Quando il Salvatore entrò in Gerusalemme l’ultima volta per la festa dei Tabernacoli, tutti parlavano di Lui. Alcuni dicevano: È un sedizioso; altri: È buono (Giov. VII, 12). Questi ultimi avevano ragione. L’uomo è ciò che sono le sue opere, E queste si manifestano nel tratto col prossimo. Il Salvatore Era buono; e come no? se era Dio, e Dio è la bontà medesima?

I. Era buono verso i ricchi. Due sorta d’ingiustizia si commettono di frequente in riguardo ai ricchi, odiandoli o idolatrandoli: il primo modo è invidia, il secondo stoltezza. Ben diversamente comportavasi il Salvatore, il quale amò i ricchi, desiderando loro ogni bene; poiché anch’essi hanno un’anima e sono figli di Dio. Li compativa per le loro ricchezze e li avvisava di regolarsi bene con esse, ché sono un grande pericolo per l’anima; ma riscontrava altresì nei ricchi e nelle ricchezze un mezzo potente nel regno di Dio e la salvezza degli nomini. Per questo non trascurò i ricchi e procurò di attrarli al bene, sebbene in un modo conveniente e degno di Dio. Non andava in cerca di loro, ma voleva che essi si muovessero a cercar Lui. Erode l’avrebbe visto volentieri alla sua corte, ma Egli non volle mai andarci. Guarì il figlio del regolo da lontano, senza pensare di andar alla sua casa. Pregato dal centurione gentile, si mise tosto in cammino Verso la sua abitazione, ma non vi entrò, da che il centurione medesimo per umiltà vi si oppose. Invece, si oppone con amabile insistenza all’archisinagogo, e lo segue in casa, perché la figlia di lui era già morta e poteva operare al di lui favore qualche cosa. Dava sempre ascolto alle suppliche dei ricchi, senza badare a contrarietà né attendere riconoscenza.

2. Fu parimente buono coi poveri, cogli afflitti e cogl’infermi, tanto che questi erano sempre l’oggetto della sua predilezione, imperocché non sono i sani, diceva, coloro che abbisognano del medico, ma gl’infermi (Matt. IX, 12). Come la calamita attrae a sé il ferro, così Gesù era sempre circondato da miserabili e da languenti. Aveva un’intima e ardente compassione per i poveri e i disgraziati, perché sono figli di Dio, suoi fratelli e così ricolmi di tante sciagure. E questa compassione non la teneva nascosta nel suo interno, ma la manifestava colle sue parole, colle sue lagrime, coi conforti che prodigava e con infiniti altri benefizi. Non aspettava che i disgraziati venissero a Lui, ma Egli stesso usciva a cercarli, pronto a offrir loro il suo aiuto, senza badare alle loro importunità od alle ingratitudini.

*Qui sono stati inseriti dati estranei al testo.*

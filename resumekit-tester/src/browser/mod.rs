pub mod bridge;
pub mod session;

pub use bridge::{PageState, TestBridge};
pub use session::{BrowserConfig, BrowserKind, new_session};
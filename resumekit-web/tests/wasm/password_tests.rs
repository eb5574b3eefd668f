use crate::support::{click, fast_config, mount, sleep_ms};
use resumekit_web::password;
use wasm_bindgen::JsCast;
use wasm_bindgen_test::*;
use web_sys::{Document, HtmlInputElement};

const MARKUP: &str = r#"
    <input id="password1" type="password" value="Secret1!">
    <span id="eye" data-toggle-password="password1">👁️</span>
"#;

fn field_type(doc: &Document) -> String {
    doc.get_element_by_id("password1")
        .unwrap()
        .dyn_into::<HtmlInputElement>()
        .unwrap()
        .type_()
}

fn glyph(doc: &Document) -> String {
    doc.get_element_by_id("eye")
        .unwrap()
        .text_content()
        .unwrap_or_default()
}

#[wasm_bindgen_test]
async fn reveal_remasks_after_delay() {
    let doc = mount(MARKUP);
    password::attach(&doc, &fast_config()).unwrap();

    click(&doc, "eye");
    assert_eq!(field_type(&doc), "text");
    assert_eq!(glyph(&doc), "🙈");

    sleep_ms(120).await;
    assert_eq!(field_type(&doc), "password");
    assert_eq!(glyph(&doc), "👁️");
}

#[wasm_bindgen_test]
async fn manual_mask_cancels_pending_remask() {
    let doc = mount(MARKUP);
    let mut config = fast_config();
    config.delays.reveal_ms = 150;
    password::attach(&doc, &config).unwrap();

    click(&doc, "eye");
    click(&doc, "eye");
    assert_eq!(field_type(&doc), "password");

    // A fresh reveal must survive the first reveal's deadline
    sleep_ms(100).await;
    click(&doc, "eye");
    sleep_ms(80).await;
    assert_eq!(field_type(&doc), "text");

    sleep_ms(150).await;
    assert_eq!(field_type(&doc), "password");
}

#[wasm_bindgen_test]
fn exported_toggle_ignores_missing_input() {
    let doc = mount(r#"<span id="eye">👁️</span>"#);
    let eye = doc.get_element_by_id("eye").unwrap();
    resumekit_web::toggle_password("nope", &eye);
    assert_eq!(glyph(&doc), "👁️");
}

#[wasm_bindgen_test]
fn exported_toggle_reveals_named_input() {
    let doc = mount(MARKUP);
    let eye = doc.get_element_by_id("eye").unwrap();
    resumekit_web::toggle_password("password1", &eye);
    assert_eq!(field_type(&doc), "text");
    resumekit_web::toggle_password("password1", &eye);
    assert_eq!(field_type(&doc), "password");
}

Nulla risparmiò per soccorrerli, ponendo a servizio della sua bontà la sua sapienza e la sua onnipotenza.

3. Tra tutti i disgraziati preferiva i peccatori, come i più infelici e degni di compassione. Il mondo non ha alcun rimedio per questi sofferenti, non sa calcolare la loro sfortuna, e lascia che disperati si perdano per sempre. Così facevano i farisei; ma ben altrimenti il Salvatore, il quale come buon pastore e padre misericordioso usciva incontro al figliuol prodigo per ratificare con un bacio d’amore le sue parole di pentimento e rimetterlo nello stato suo primitivo. Sì nota era la usa bontà verso i peccatori, che i nemici varie volte se ne servirono per gli storti loro fini, e tentarono di perderlo valendosi della sua misericordia (Giov. VIII, 3; Luc, VI, 7).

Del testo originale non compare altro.